Mexico City

Mario García Torres

Mario García Torres makes work that reenacts peak moments of post-war Conceptual art, but whose organizing principles are wholly relevant to artistic production today: the rationalization of processes; an emphasis on language and on reading versus visual experience; an economy of media and colors; and mathematical concepts such as permutation and repetition. His videos, films, installations, and photographs reinterpret works from the 1960s and ’70s by Sol LeWitt, Robert Barry, and John Baldessari, among others, creating a personal construal of Conceptual art and the position of the artist as researcher and archivist. This retrenchment of the past is motivated by the concept of allegory as a postmodern strategy for producing works in which the artist rescues historical moments from obscurity, bringing them to light under a revised definition for the present.

For his recent “Early Color Video Tapes,” this young artist also reenacted Pop art moments. The video installation All That Color Is Making Me Blind, 2008, was divided into two elements: an old video monitor displaying texts referring to television and radio appearances by artists such as Salvador Dalí, Andy Warhol, Ed Ruscha, and Joseph Beuys, and color videos shown on nine monitors forming a square a few feet away. In 1970, we learn, Dalí appeared in a Datsun commercial; he also advertised Alka-Seltzer tablets, ending the commercial with the phrase “Like a Dalí,” in reference to the effectiveness of the effervescent pills. Warhol appeared as himself on Saturday Night Live in 1981 and on a 1985 episode of The Love Boat. Beuys sang “Sonne statt Reagan” on television as a play on the German phrase Sonne statt Regen (sun instead of rain), criticizing Ronald Reagan’s weapons policy. Ruscha performed in two films, though in one case he ended up on the cutting room floor. The austerity of this segment contrasts with the saturation of colors in the footage shown on the square of nine televisions, all taken from the various episodes, commercials, and films cited and edited by García Torres. Shown without sound, they offer the viewer a lush visual experience that is also based on a strategic logic of repetition and difference. At one point, none of the television sets showed the same video; a few seconds later, five displayed identical images; and, finally, the nine monitors played in sync. They then played the same video with microseconds of difference between each loop. García Torres here emphasizes that repetition, reenactment, and the remake always contain imprecisions and impurities that turn the work into something other than its reference.
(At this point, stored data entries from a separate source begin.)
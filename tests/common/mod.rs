//! Common test utilities for integration tests.

#![allow(dead_code)]

use std::time::Duration;

use bevy::math::DVec3;
use bevy::prelude::*;
use bevy::time::TimeUpdateStrategy;
use orrery::approach::{ApproachPlugin, Asteroid};
use orrery::bodies::BodiesPlugin;
use orrery::time::TimePlugin;
use orrery::types::ViewMode;

/// Headless app with every simulation plugin and a fixed frame step.
///
/// Uses MinimalPlugins: no window, no renderer, no egui.
pub fn simulation_app(mode: ViewMode, frame: Duration) -> App {
    let mut app = App::new();
    app.add_plugins(MinimalPlugins)
        .insert_resource(TimeUpdateStrategy::ManualDuration(frame))
        .insert_resource(mode)
        .add_plugins((TimePlugin, BodiesPlugin, ApproachPlugin));
    app
}

pub fn spawn_asteroid(app: &mut App) -> Entity {
    app.world_mut().spawn((Asteroid, Transform::default())).id()
}

/// Run frames until `done` holds or `max_frames` pass. Returns frames run.
pub fn run_until(app: &mut App, max_frames: usize, mut done: impl FnMut(&mut App) -> bool) -> usize {
    for frame in 0..max_frames {
        app.update();
        if done(app) {
            return frame + 1;
        }
    }
    max_frames
}

/// Positions along a straight descent into a sphere of radius `radius`
/// centred at the origin, sampled every `step` units from `start`.
pub fn straight_descent(start: DVec3, step: f64, radius: f64) -> Vec<DVec3> {
    let dir = -start.normalize();
    let mut points = Vec::new();
    let mut p = start;
    while p.length() > radius * 0.5 {
        points.push(p);
        p += dir * step;
    }
    points
}
//! Orrery - orbit propagation and asteroid impact estimation
//!
//! The library core (`orbit`, `impact`, `trajectory`) is plain data and pure
//! functions. The Bevy plugins on top drive it once per frame for the
//! desktop app and for headless tests.

pub mod approach;
pub mod bodies;
pub mod camera;
pub mod error;
pub mod impact;
pub mod orbit;
pub mod render;
pub mod time;
pub mod trajectory;
pub mod types;
pub mod ui;
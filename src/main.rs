//! Orrery - solar-system tour and asteroid impact simulator.

use std::path::PathBuf;

use bevy::prelude::*;
use bevy_egui::EguiPlugin;
use clap::Parser;

use orrery::approach::ApproachPlugin;
use orrery::bodies::BodiesPlugin;
use orrery::camera::CameraPlugin;
use orrery::render::RenderPlugin;
use orrery::time::TimePlugin;
use orrery::trajectory::feed::TrajectorySlot;
use orrery::types::ViewMode;
use orrery::ui::UiPlugin;

#[derive(Parser, Debug)]
#[command(version, about)]
struct Args {
    /// Start in the impact scene instead of the tour.
    #[arg(long)]
    impact: bool,

    /// Trajectory message (JSON) to fly in the impact scene.
    #[arg(long, value_name = "FILE")]
    trajectory: Option<PathBuf>,
}

fn main() {
    let args = Args::parse();

    let mode = if args.impact {
        ViewMode::Impact
    } else {
        ViewMode::Tour
    };

    App::new()
        .add_plugins(DefaultPlugins.set(WindowPlugin {
            primary_window: Some(Window {
                title: "Orrery".into(),
                ..default()
            }),
            ..default()
        }))
        .add_plugins(EguiPlugin::default())
        // Insert resources before plugins that depend on them
        .insert_resource(mode)
        .insert_resource(TrajectorySlot::new())
        .insert_resource(TrajectoryFile(args.trajectory))
        .add_plugins((
            TimePlugin,
            BodiesPlugin,
            ApproachPlugin,
            CameraPlugin,
            RenderPlugin,
            UiPlugin,
        ))
        .add_systems(Startup, load_trajectory_file)
        .run();
}

#[derive(Resource)]
struct TrajectoryFile(Option<PathBuf>);

/// Read the trajectory file off the main thread and publish it.
///
/// Stands in for a network feed: the frame loop only ever sees the slot.
fn load_trajectory_file(file: Res<TrajectoryFile>, slot: Res<TrajectorySlot>) {
    let Some(path) = file.0.clone() else {
        return;
    };
    let source = slot.clone();
    std::thread::spawn(move || match std::fs::read_to_string(&path) {
        Ok(text) => {
            if source.publish_message(&text) {
                info!("Loaded trajectory from {}", path.display());
            }
        }
        Err(err) => warn!("Cannot read {}: {err}", path.display()),
    });
}
//! Orbit trails and the approach path, drawn with gizmos.

use bevy::math::DVec3;
use bevy::prelude::*;

use crate::approach::{Approach, ApproachSystems};
use crate::bodies::{BodyName, BodySystems, Orbiting, to_render};
use crate::orbit::presets::planet;
use crate::types::ViewMode;

pub struct OrbitTrailPlugin;

impl Plugin for OrbitTrailPlugin {
    fn build(&self, app: &mut App) {
        app.init_resource::<OrbitTrailSettings>().add_systems(
            Update,
            (
                draw_orbit_trails
                    .after(BodySystems)
                    .run_if(|mode: Res<ViewMode>| *mode == ViewMode::Tour),
                draw_approach_path
                    .after(ApproachSystems)
                    .run_if(|mode: Res<ViewMode>| *mode == ViewMode::Impact),
            ),
        );
    }
}

/// Settings for orbit trail rendering.
#[derive(Resource)]
pub struct OrbitTrailSettings {
    pub visible: bool,
    /// Number of segments for drawing the ellipse (higher = smoother).
    pub segments: usize,
    pub alpha: f32,
    /// Dash pattern: draw N segments, then skip M segments, repeating.
    ///
    /// Set to (1, 0) for a solid line.
    pub dash_on: usize,
    pub dash_off: usize,
}

impl Default for OrbitTrailSettings {
    fn default() -> Self {
        Self {
            visible: true,
            segments: 128,
            alpha: 0.6,
            dash_on: 1,
            dash_off: 0,
        }
    }
}

/// Whether segment `i` is drawn under a dash pattern.
///
/// The pattern is indexed from the start of the trail so it stays put as
/// bodies move.
pub fn dash_visible(i: usize, on: usize, off: usize) -> bool {
    let on = on.max(1);
    i % (on + off) < on
}

fn trail_color(name: &str, alpha: f32) -> Color {
    match planet(name) {
        Some(preset) => {
            let [r, g, b] = preset.rgb();
            Color::srgba(r, g, b, alpha)
        }
        None => Color::srgba(0.5, 0.5, 0.5, alpha),
    }
}

fn draw_orbit_trails(
    mut gizmos: Gizmos,
    settings: Res<OrbitTrailSettings>,
    bodies: Query<(&Orbiting, Option<&BodyName>)>,
    mut points: Local<Vec<DVec3>>,
) {
    if !settings.visible {
        return;
    }

    for (orbit, name) in bodies.iter() {
        let color = trail_color(name.map_or("", |n| n.0), settings.alpha);
        orbit.elements.trail_into(settings.segments, &mut points);

        for (i, pair) in points.windows(2).enumerate() {
            if !dash_visible(i, settings.dash_on, settings.dash_off) {
                continue;
            }
            gizmos.line(
                to_render(orbit.center + pair[0]),
                to_render(orbit.center + pair[1]),
                color,
            );
        }
    }
}

/// Red line from the asteroid's start to Earth, or through the streamed
/// samples when a trajectory is loaded.
fn draw_approach_path(mut gizmos: Gizmos, approach: Res<Approach>) {
    let color = Color::srgb(1.0, 0.0, 0.0);
    match &approach.trajectory {
        Some(trajectory) => {
            gizmos.linestrip(
                trajectory
                    .samples()
                    .iter()
                    .map(|s| approach.scene_point(s.position).as_vec3()),
                color,
            );
        }
        None => {
            gizmos.line(
                approach.start.as_vec3(),
                approach.target_center.as_vec3(),
                color,
            );
        }
    }
}
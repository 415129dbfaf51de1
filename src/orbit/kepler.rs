//! Kepler equation solver using Newton's method.

use std::f64::consts::{PI, TAU};

/// Iteration cap for the Newton solve.
const MAX_ITERATIONS: usize = 50;

/// Convergence threshold on the Newton step (radians).
const TOLERANCE: f64 = 1e-12;

/// Solve Kepler's equation M = E - e*sin(E) for eccentric anomaly E.
///
/// # Arguments
/// * `mean_anomaly` - Mean anomaly M in radians (any range)
/// * `eccentricity` - Orbital eccentricity, 0 ≤ e < 1
///
/// # Returns
/// Eccentric anomaly E in radians, for M normalized to [0, 2π)
///
/// Newton converges well up to e ≈ 0.95. For higher values the result after
/// the iteration cap is returned as-is.
pub fn solve_eccentric_anomaly(mean_anomaly: f64, eccentricity: f64) -> f64 {
    let m = mean_anomaly.rem_euclid(TAU);

    // Initial guess: E = M for low eccentricity, π for high e
    let mut e_anomaly = if eccentricity < 0.8 { m } else { PI };

    for _ in 0..MAX_ITERATIONS {
        // f(E) = E - e*sin(E) - M
        let f = e_anomaly - eccentricity * e_anomaly.sin() - m;
        // f'(E) = 1 - e*cos(E)
        let f_prime = 1.0 - eccentricity * e_anomaly.cos();

        let delta = f / f_prime;
        e_anomaly -= delta;

        if delta.abs() < TOLERANCE {
            break;
        }
    }

    e_anomaly
}

/// Compute true anomaly from eccentric anomaly.
///
/// ν = 2 * atan2(sqrt(1+e) * sin(E/2), sqrt(1-e) * cos(E/2))
pub fn eccentric_to_true_anomaly(eccentric_anomaly: f64, eccentricity: f64) -> f64 {
    let half_e = eccentric_anomaly / 2.0;
    let y = (1.0 + eccentricity).sqrt() * half_e.sin();
    let x = (1.0 - eccentricity).sqrt() * half_e.cos();
    2.0 * y.atan2(x)
}
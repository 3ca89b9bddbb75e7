/// `M:SS` for a playback position in seconds. Minutes are not padded and
/// never roll over into hours. Unknown or negative input reads as `0:00`.
pub fn format_time(seconds: f64) -> String {
    if !seconds.is_finite() || seconds < 0.0 {
        return "0:00".to_string();
    }
    let min = (seconds / 60.0).floor() as u64;
    let sec = (seconds % 60.0).floor() as u64;
    format!("{min}:{sec:02}")
}
// CSS value builders. Kept free of web-sys so they can be tested on the host.

use glam::Vec2;

/// Fill/stroke colour for every particle: white at `alpha`.
#[inline]
pub fn rgba_white(alpha: f32) -> String {
    format!("rgba(255, 255, 255, {})", alpha.clamp(0.0, 1.0))
}

#[inline]
pub fn translate_px(offset: Vec2) -> String {
    format!("translate({}px, {}px)", offset.x, offset.y)
}

#[inline]
pub fn percent(value: f64) -> String {
    format!("{}%", value)
}
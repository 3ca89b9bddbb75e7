// Host-side tests for tuning constants and their relationships.

use starfield_core::constants::*;

#[test]
#[allow(clippy::assertions_on_constants)]
fn ranges_are_ordered() {
    assert!(STAR_SIZE_MIN < STAR_SIZE_MAX);
    assert!(STAR_BASE_ALPHA_MIN < STAR_BASE_ALPHA_MAX);
    assert!(TWINKLE_SPEED_MIN < TWINKLE_SPEED_MAX);
    assert!(SHOOTING_SPEED_MIN < SHOOTING_SPEED_MAX);
    assert!(SHOOTING_LENGTH_MIN < SHOOTING_LENGTH_MAX);
    assert!(SPAWN_DELAY_MIN < SPAWN_DELAY_MAX);
    assert!(MIN_STARS <= MAX_STARS);
}

#[test]
#[allow(clippy::assertions_on_constants)]
fn twinkle_band_stays_inside_unit_alpha() {
    // The oscillation band never needs clamping for a freshly drawn base alpha.
    assert!(STAR_BASE_ALPHA_MIN - TWINKLE_BAND >= 0.0);
    assert!(STAR_BASE_ALPHA_MAX + TWINKLE_BAND <= 1.0 + 1e-6);
    // A single step can never jump across the whole band.
    assert!(TWINKLE_SPEED_MAX < 2.0 * TWINKLE_BAND);
}

#[test]
#[allow(clippy::assertions_on_constants)]
fn fade_and_parallax_factors_are_sane() {
    assert!(FADE_IN_STEP > 0.0 && FADE_IN_STEP <= 1.0);
    assert!(FADE_OUT_STEP > 0.0 && FADE_OUT_STEP <= 1.0);
    assert!(FADE_OUT_CHANCE > 0.0 && FADE_OUT_CHANCE < 1.0);
    assert!(OFFSCREEN_MARGIN >= SHOOTING_LENGTH_MAX);
    assert!(PARALLAX_FOREGROUND_FACTOR > 0.0 && PARALLAX_FOREGROUND_FACTOR < 1.0);
    assert!(SHOOTING_SPAWN_HEIGHT_FRACTION > 0.0 && SHOOTING_SPAWN_HEIGHT_FRACTION <= 1.0);
}
pub mod constants;
pub mod parallax;
pub mod particle;
pub mod player;
pub mod starfield;
pub mod surface;
pub mod time;
pub mod viewport;

pub use parallax::*;
pub use particle::*;
pub use player::*;
pub use starfield::*;
pub use surface::*;
pub use time::*;
pub use viewport::*;
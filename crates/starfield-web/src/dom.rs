use starfield_core::Viewport;
use wasm_bindgen::closure::Closure;
use wasm_bindgen::convert::FromWasmAbi;
use wasm_bindgen::JsCast;
use web_sys as web;

#[inline]
pub fn window_document() -> Option<web::Document> {
    web::window().and_then(|w| w.document())
}

/// Attach `handler` for `event` on `target` for the lifetime of the page.
pub fn on_event<E>(target: &web::EventTarget, event: &str, handler: impl FnMut(E) + 'static)
where
    E: FromWasmAbi + 'static,
{
    let closure = Closure::wrap(Box::new(handler) as Box<dyn FnMut(E)>);
    if let Err(e) = target.add_event_listener_with_callback(event, closure.as_ref().unchecked_ref())
    {
        log::warn!("[dom] could not listen for {}: {:?}", event, e);
    }
    closure.forget();
}

#[inline]
pub fn add_click_listener(element: &web::Element, mut handler: impl FnMut() + 'static) {
    on_event(element, "click", move |_: web::MouseEvent| handler());
}

pub fn element_by_id<T: JsCast>(document: &web::Document, id: &str) -> anyhow::Result<T> {
    document
        .get_element_by_id(id)
        .ok_or_else(|| anyhow::anyhow!("missing #{}", id))?
        .dyn_into::<T>()
        .map_err(|_| anyhow::anyhow!("#{} has an unexpected element type", id))
}

pub fn query<T: JsCast>(root: &web::Element, selector: &str) -> anyhow::Result<T> {
    root.query_selector(selector)
        .map_err(|e| anyhow::anyhow!("bad selector {}: {:?}", selector, e))?
        .ok_or_else(|| anyhow::anyhow!("missing {}", selector))?
        .dyn_into::<T>()
        .map_err(|_| anyhow::anyhow!("{} has an unexpected element type", selector))
}

pub fn query_document<T: JsCast>(document: &web::Document, selector: &str) -> anyhow::Result<T> {
    document
        .query_selector(selector)
        .map_err(|e| anyhow::anyhow!("bad selector {}: {:?}", selector, e))?
        .ok_or_else(|| anyhow::anyhow!("missing {}", selector))?
        .dyn_into::<T>()
        .map_err(|_| anyhow::anyhow!("{} has an unexpected element type", selector))
}

/// Current window inner size in CSS pixels.
pub fn window_viewport() -> Viewport {
    let Some(w) = web::window() else {
        return Viewport::default();
    };
    let read = |v: Result<wasm_bindgen::JsValue, wasm_bindgen::JsValue>| {
        v.ok().and_then(|v| v.as_f64()).unwrap_or(0.0) as f32
    };
    Viewport::new(read(w.inner_width()), read(w.inner_height()))
}

/// Match the canvas backing store to the viewport, one pixel per CSS pixel.
pub fn sync_canvas_backing_size(canvas: &web::HtmlCanvasElement, viewport: Viewport) {
    canvas.set_width(viewport.width as u32);
    canvas.set_height(viewport.height as u32);
}

#[inline]
pub fn set_transform(el: &web::HtmlElement, value: &str) {
    let _ = el.style().set_property("transform", value);
}

#[inline]
pub fn set_hidden(el: &web::Element, hidden: bool) {
    let cl = el.class_list();
    if hidden {
        _ = cl.add_1(crate::constants::HIDDEN_CLASS);
    } else {
        _ = cl.remove_1(crate::constants::HIDDEN_CLASS);
    }
}
// Host-side tests for pointer-to-offset parallax mapping.

use glam::Vec2;
use starfield_core::{ParallaxOffset, Viewport};

#[test]
fn centred_pointer_gives_no_offset() {
    let off = ParallaxOffset::from_pointer(Vec2::new(500.0, 400.0), Viewport::new(1000.0, 800.0));
    assert_eq!(off.background, Vec2::ZERO);
    assert_eq!(off.foreground, Vec2::ZERO);
}

#[test]
fn corners_map_to_full_range() {
    let vp = Viewport::new(1000.0, 800.0);
    let top_left = ParallaxOffset::from_pointer(Vec2::ZERO, vp);
    assert_eq!(top_left.background, Vec2::new(-10.0, -10.0));
    assert_eq!(top_left.foreground, Vec2::new(-5.0, -5.0));

    let bottom_right = ParallaxOffset::from_pointer(Vec2::new(1000.0, 800.0), vp);
    assert_eq!(bottom_right.background, Vec2::new(10.0, 10.0));
    assert_eq!(bottom_right.foreground, Vec2::new(5.0, 5.0));
}

#[test]
fn foreground_moves_at_half_the_background() {
    let off = ParallaxOffset::from_pointer(Vec2::new(750.0, 200.0), Viewport::new(1000.0, 800.0));
    assert_eq!(off.background, Vec2::new(5.0, -5.0));
    assert_eq!(off.foreground, Vec2::new(2.5, -2.5));
}

#[test]
fn each_event_overwrites_the_previous_offset() {
    let vp = Viewport::new(640.0, 480.0);
    let a = ParallaxOffset::from_pointer(Vec2::new(0.0, 0.0), vp);
    let b = ParallaxOffset::from_pointer(Vec2::new(320.0, 240.0), vp);
    assert_ne!(a, b);
    assert_eq!(b, ParallaxOffset::default());
}

#[test]
fn empty_viewport_is_ignored() {
    let off = ParallaxOffset::from_pointer(Vec2::new(10.0, 10.0), Viewport::new(0.0, 0.0));
    assert_eq!(off, ParallaxOffset::default());
}
// Fixed tuning constants for the starfield, parallax and player.

// Star density
pub const AREA_PER_STAR: f64 = 2000.0; // square drawing units per twinkling star
pub const MIN_STARS: usize = 1; // floor for any non-empty viewport
pub const MAX_STARS: usize = 10_000; // ceiling for very large viewports

// Twinkling stars
pub const STAR_SIZE_MIN: f32 = 0.5;
pub const STAR_SIZE_MAX: f32 = 2.0;
pub const STAR_BASE_ALPHA_MIN: f32 = 0.2;
pub const STAR_BASE_ALPHA_MAX: f32 = 0.8;
pub const TWINKLE_BAND: f32 = 0.2; // alpha oscillates within base ± band
pub const TWINKLE_SPEED_MIN: f32 = 0.005; // alpha change per tick
pub const TWINKLE_SPEED_MAX: f32 = 0.02;

// Shooting stars
pub const SHOOTING_ANGLE_RAD: f32 = std::f32::consts::FRAC_PI_4;
pub const SHOOTING_SPEED_MIN: f32 = 5.0; // units per tick
pub const SHOOTING_SPEED_MAX: f32 = 15.0;
pub const SHOOTING_LENGTH_MIN: f32 = 20.0;
pub const SHOOTING_LENGTH_MAX: f32 = 100.0;
pub const SHOOTING_SPAWN_HEIGHT_FRACTION: f32 = 0.5; // spawn within the top half
pub const FADE_IN_STEP: f32 = 0.05;
pub const FADE_OUT_STEP: f32 = 0.03;
pub const FADE_OUT_CHANCE: f64 = 0.05; // per-tick probability of a fade-out step
pub const OFFSCREEN_MARGIN: f32 = 100.0;
pub const HEAD_RADIUS: f32 = 2.0;
pub const TRAIL_WIDTH: f32 = 2.0;

// Spawn schedule (same clock as the frame timestamp, milliseconds in the browser)
pub const SPAWN_DELAY_MIN: f64 = 15_000.0;
pub const SPAWN_DELAY_MAX: f64 = 40_000.0;

// Parallax
pub const PARALLAX_RANGE: f32 = 20.0; // full pointer sweep maps to ±range/2
pub const PARALLAX_FOREGROUND_FACTOR: f32 = 0.5; // star canvas moves at half the background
Sing Like Baldessari (Freestyle), 2004, played on another isolated television set, a double tribute to LeWitt and Baldessari. Like a karaoke machine, the nearly soundless monitor displayed a blue background with the text of LeWitt’s “Sentences on Conceptual Art” (1969) in lettering that slowly changed from white to yellow, indicating the rhythm the singer should follow. In 1972, Baldessari had sat on a chair and sung these same sentences, including: “1. Conceptual artists are mystics rather than rationalists. They leap to conclusions that logic cannot reach. 2. Rational judgements repeat rational judgements. 3. Illogical judgements lead to new experience.” Conscious that history produces itself materially and sensibly, García Torres is interested in the ambiguous areas between art and entertainment, past and present, originality and reproduction, interpretation and truth, contemporaneity and obsolescence.